6. Do not go into a restaurant unless it is open for another hour: I used to hate customers that comes in 15 minutes before the restaurant closes and stay on for another hour or so. Not cool! Usually restaurants take last orders 30 minutes before it closes. When you do come at that time, please remember that the staffs have a home to go to after a long shift. We can’t kick you out, so just have some respect to leave when the restaurant is closed.
7. Friends for life: When working in a restaurant, you are completely you – very open, unfiltered version of yourself.
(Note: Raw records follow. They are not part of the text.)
//! Quarto rules
//!
//! Sixteen pieces, each a combination of four binary attributes
//! (light/dark, small/large, round/square, solid/hollow). On every ply the
//! active player places the piece handed to them and hands the opponent the
//! next one. Handing over [`Piece::QUARTO`] claims a quarto; handing over
//! [`Piece::NONE`] once all pieces are spent ends the game in a draw.

use crate::error::{Error, Result};
use crate::game::{Game, Move, Seat};

pub const BOARD_LENGTH: usize = 4;
pub const BOARD_SIZE: usize = BOARD_LENGTH * BOARD_LENGTH;

const ATTRIBUTE_MASK: u8 = 0b1111;
const ROW_SEPARATOR: &str = "----+----+----+----";
const COLUMN_GAP: &str = "    ";

/// A Quarto piece, or one of the two pseudo-pieces used as signals
#[derive(Debug, Clone, Copy, PartialEq, Eq, Hash, PartialOrd, Ord)]
pub struct Piece(u8);

impl Piece {
    /// Handed over to claim that the board holds a quarto
    pub const QUARTO: Piece = Piece(16);
    /// Handed over when no pieces remain
    pub const NONE: Piece = Piece(17);

    const COUNT: u8 = 18;

    pub fn from_wire(value: u8) -> Option<Self> {
        (value < Self::COUNT).then_some(Piece(value))
    }

    pub fn value(self) -> u8 {
        self.0
    }

    /// Whether this piece can be placed on the board
    pub fn is_physical(self) -> bool {
        self.0 < BOARD_SIZE as u8
    }

    fn attributes(self) -> u8 {
        self.0 & ATTRIBUTE_MASK
    }

    /// Four-letter label, e.g. `DLSH` for a dark large square hollow piece
    pub fn label(self) -> String {
        match self {
            Piece::QUARTO => "QUARTO".to_string(),
            Piece::NONE => "NONE".to_string(),
            Piece(bits) => [
                if bits & 0b0001 != 0 { 'D' } else { 'L' },
                if bits & 0b0010 != 0 { 'L' } else { 'S' },
                if bits & 0b0100 != 0 { 'S' } else { 'R' },
                if bits & 0b1000 != 0 { 'H' } else { 'S' },
            ]
            .iter()
            .collect(),
        }
    }
}

/// Bit set over all eighteen piece values
#[derive(Debug, Clone, Copy, PartialEq, Eq, Default)]
struct PieceSet(u32);

impl PieceSet {
    fn physical() -> Self {
        PieceSet((1 << BOARD_SIZE) - 1)
    }

    fn contains(self, piece: Piece) -> bool {
        self.0 & (1 << piece.0) != 0
    }

    fn insert(&mut self, piece: Piece) {
        self.0 |= 1 << piece.0;
    }

    fn remove(&mut self, piece: Piece) {
        self.0 &= !(1 << piece.0);
    }

    fn is_empty(self) -> bool {
        self.0 == 0
    }

    fn iter(self) -> impl Iterator<Item = Piece> {
        (0..Piece::COUNT)
            .map(Piece)
            .filter(move |p| self.contains(*p))
    }
}

/// A game of Quarto between two seats
#[derive(Debug, Clone)]
pub struct QuartoGame {
    board: [Option<Piece>; BOARD_SIZE],
    available: PieceSet,
    in_hand: Option<Piece>,
    ply: u32,
    active: Seat,
    quarto_on_board: bool,
    quarto_called: bool,
}

impl Default for QuartoGame {
    fn default() -> Self {
        Self::new()
    }
}

impl QuartoGame {
    pub fn new() -> Self {
        Self {
            board: [None; BOARD_SIZE],
            available: PieceSet::physical(),
            in_hand: None,
            ply: 1,
            active: Seat::First,
            quarto_on_board: false,
            quarto_called: false,
        }
    }

    /// Piece occupying a board field
    pub fn field(&self, index: usize) -> Option<Piece> {
        self.board.get(index).copied().flatten()
    }

    /// Piece the active player must place this ply
    pub fn in_hand(&self) -> Option<Piece> {
        self.in_hand
    }

    fn give(&mut self, piece: Piece) {
        self.ply += 1;
        self.active = self.active.other();
        self.in_hand = Some(piece);
        self.available.remove(piece);

        if self.ply == 2 {
            self.available.insert(Piece::QUARTO);
        } else if piece == Piece::QUARTO {
            self.quarto_called = true;
        } else if self.ply == BOARD_SIZE as u32 + 1 {
            self.available.insert(Piece::NONE);
        } else if piece == Piece::NONE {
            self.available.remove(Piece::QUARTO);
        }
    }

    fn record_lines_through(&mut self, index: usize) {
        if self.quarto_on_board {
            return;
        }

        let row = index / BOARD_LENGTH;
        let col = index % BOARD_LENGTH;

        let mut lines: Vec<[usize; BOARD_LENGTH]> = vec![
            std::array::from_fn(|i| row * BOARD_LENGTH + i),
            std::array::from_fn(|i| i * BOARD_LENGTH + col),
        ];
        if row == col {
            lines.push(std::array::from_fn(|i| i * (BOARD_LENGTH + 1)));
        }
        if row + col == BOARD_LENGTH - 1 {
            lines.push(std::array::from_fn(|i| (i + 1) * (BOARD_LENGTH - 1)));
        }

        self.quarto_on_board = lines.iter().any(|line| {
            let pieces: Option<Vec<Piece>> = line.iter().map(|&i| self.board[i]).collect();
            pieces.is_some_and(|pieces| shares_attribute(&pieces))
        });
    }
}

/// Whether every piece in a full line agrees on at least one attribute
fn shares_attribute(pieces: &[Piece]) -> bool {
    let all_set = pieces
        .iter()
        .fold(ATTRIBUTE_MASK, |acc, p| acc & p.attributes());
    let any_set = pieces.iter().fold(0, |acc, p| acc | p.attributes());
    all_set != 0 || any_set != ATTRIBUTE_MASK
}

impl Game for QuartoGame {
    fn is_legal(&self, mv: &Move) -> bool {
        if self.is_terminal() {
            return false;
        }
        let Some(piece) = Piece::from_wire(mv.piece()) else {
            return false;
        };
        if !self.available.contains(piece) {
            return false;
        }

        match *mv {
            Move::Give { .. } => self.ply == 1,
            Move::Place { index, .. } => {
                let index = index as usize;
                self.ply > 1
                    && index < BOARD_SIZE
                    && self.board[index].is_none()
                    && self.in_hand.is_some_and(Piece::is_physical)
            }
        }
    }

    fn apply_move(&mut self, mv: Move) -> Result<()> {
        if !self.is_legal(&mv) {
            return Err(Error::IllegalMove(format!("{:?} on ply {}", mv, self.ply)));
        }

        if let Move::Place { index, .. } = mv {
            let index = index as usize;
            self.board[index] = self.in_hand;
            self.record_lines_through(index);
        }
        self.give(Piece(mv.piece()));
        Ok(())
    }

    fn is_terminal(&self) -> bool {
        self.quarto_called || self.available.is_empty()
    }

    fn winner(&self) -> Option<Seat> {
        if !self.quarto_called {
            return None;
        }
        // The claimant handed over QUARTO, so the turn already passed on
        let claimant = self.active.other();
        if self.quarto_on_board {
            Some(claimant)
        } else {
            Some(self.active)
        }
    }

    fn active_participant(&self) -> Seat {
        self.active
    }

    fn legal_moves(&self) -> Vec<Move> {
        if self.is_terminal() {
            return Vec::new();
        }

        if self.ply == 1 {
            return self
                .available
                .iter()
                .map(|p| Move::Give { piece: p.value() })
                .collect();
        }

        (0..BOARD_SIZE)
            .filter(|&i| self.board[i].is_none())
            .flat_map(|index| {
                self.available.iter().map(move |p| Move::Place {
                    index: index as u8,
                    piece: p.value(),
                })
            })
            .collect()
    }

    fn describe_board(&self) -> String {
        let mut display = String::new();
        for row in 0..BOARD_LENGTH {
            let cells: Vec<String> = (0..BOARD_LENGTH)
                .map(|col| {
                    self.board[row * BOARD_LENGTH + col]
                        .map(Piece::label)
                        .unwrap_or_else(|| COLUMN_GAP.to_string())
                })
                .collect();
            let legend: Vec<String> = (0..BOARD_LENGTH)
                .map(|col| format!(" {:02} ", row * BOARD_LENGTH + col))
                .collect();

            display.push_str(&cells.join("|"));
            display.push_str(COLUMN_GAP);
            display.push_str(&legend.join("|"));
            if row < BOARD_LENGTH - 1 {
                display.push('\n');
                display.push_str(ROW_SEPARATOR);
                display.push_str(COLUMN_GAP);
                display.push_str(ROW_SEPARATOR);
                display.push('\n');
            }
        }
        display
    }

    fn ply(&self) -> u32 {
        self.ply
    }
}

#[cfg(test)]
mod tests {
    use super::*;

    fn place(game: &mut QuartoGame, index: u8, piece: u8) {
        game.apply_move(Move::Place { index, piece }).unwrap();
    }

    #[test]
    fn test_opening_gives_a_piece() {
        let mut game = QuartoGame::new();
        assert!(game.is_legal(&Move::Give { piece: 3 }));
        assert!(!game.is_legal(&Move::Place { index: 0, piece: 3 }));
        assert!(!game.is_legal(&Move::Give { piece: Piece::QUARTO.value() }));
        assert_eq!(game.legal_moves().len(), BOARD_SIZE);

        game.apply_move(Move::Give { piece: 3 }).unwrap();
        assert_eq!(game.ply(), 2);
        assert_eq!(game.active_participant(), Seat::Second);
        assert_eq!(game.in_hand(), Some(Piece(3)));
        // QUARTO is now available, piece 3 is not
        assert!(game.is_legal(&Move::Place { index: 0, piece: 16 }));
        assert!(!game.is_legal(&Move::Place { index: 0, piece: 3 }));
    }

    #[test]
    fn test_cannot_place_on_occupied_field() {
        let mut game = QuartoGame::new();
        game.apply_move(Move::Give { piece: 0 }).unwrap();
        place(&mut game, 5, 1);
        assert_eq!(game.field(5), Some(Piece(0)));
        assert!(!game.is_legal(&Move::Place { index: 5, piece: 2 }));
        assert!(!game.is_legal(&Move::Place { index: 16, piece: 2 }));
        assert!(game.apply_move(Move::Place { index: 5, piece: 2 }).is_err());
    }

    #[test]
    fn test_claimed_quarto_wins() {
        let mut game = QuartoGame::new();
        game.apply_move(Move::Give { piece: 0 }).unwrap();
        place(&mut game, 0, 1);
        place(&mut game, 1, 2);
        place(&mut game, 2, 3);
        assert_eq!(game.active_participant(), Seat::First);
        // Row 0 is now 0000, 0001, 0010, 0011: all solid and round
        place(&mut game, 3, Piece::QUARTO.value());

        assert!(game.is_terminal());
        assert_eq!(game.winner(), Some(Seat::First));
        assert!(game.legal_moves().is_empty());
    }

    #[test]
    fn test_false_claim_loses() {
        let mut game = QuartoGame::new();
        game.apply_move(Move::Give { piece: 0 }).unwrap();
        place(&mut game, 0, Piece::QUARTO.value());

        assert!(game.is_terminal());
        assert_eq!(game.winner(), Some(Seat::First));
    }

    #[test]
    fn test_exhausted_pieces_draw() {
        let mut game = QuartoGame::new();
        game.apply_move(Move::Give { piece: 0 }).unwrap();
        for index in 0..15u8 {
            place(&mut game, index, index + 1);
        }
        assert_eq!(game.ply(), 17);
        assert!(game.is_legal(&Move::Place { index: 15, piece: Piece::NONE.value() }));
        assert!(game.is_legal(&Move::Place { index: 15, piece: Piece::QUARTO.value() }));

        place(&mut game, 15, Piece::NONE.value());
        assert!(game.is_terminal());
        assert_eq!(game.winner(), None);
    }

    #[test]
    fn test_shares_attribute() {
        let common = [Piece(0), Piece(1), Piece(2), Piece(3)];
        assert!(shares_attribute(&common));

        let disjoint = [Piece(0b0000), Piece(0b1111), Piece(0b0011), Piece(0b1100)];
        assert!(!shares_attribute(&disjoint));
    }

    #[test]
    fn test_piece_labels() {
        assert_eq!(Piece(0).label(), "LSRS");
        assert_eq!(Piece(15).label(), "DLSH");
        assert_eq!(Piece::QUARTO.label(), "QUARTO");
        assert!(Piece::from_wire(18).is_none());
    }

    #[test]
    fn test_describe_board() {
        let mut game = QuartoGame::new();
        game.apply_move(Move::Give { piece: 15 }).unwrap();
        place(&mut game, 0, 1);

        let board = game.describe_board();
        assert!(board.starts_with("DLSH|    |    |    "));
        assert!(board.contains(" 15 "));
        assert_eq!(board.lines().count(), 7);
    }
}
You go behind the bar and bitch about the customers, eat untouched plate of food that they returned to the kitchen without shame, you no longer care about being professional. The friends you make working in a restaurant last for years because you got to know the stripped down version of them. I ended up with 2 sisters and a 3 years and still counting boyfriend after working in that restaurant.
Just remember diners, no matter who you are, please be nice to your waiter. It is true when they say “A person who is nice to you but rude to the waiter, is not a nice person”. The way you treat your waiter reveals a lot about your character. I have served a successful lawyer, a royal family, a famous designer and they are all nice to their waiter. Those who came in and demand a seat saying “do you know who I am?” is a nobody to me. How much money you make means nothing if you have no manners. It does not cost a penny to be nice.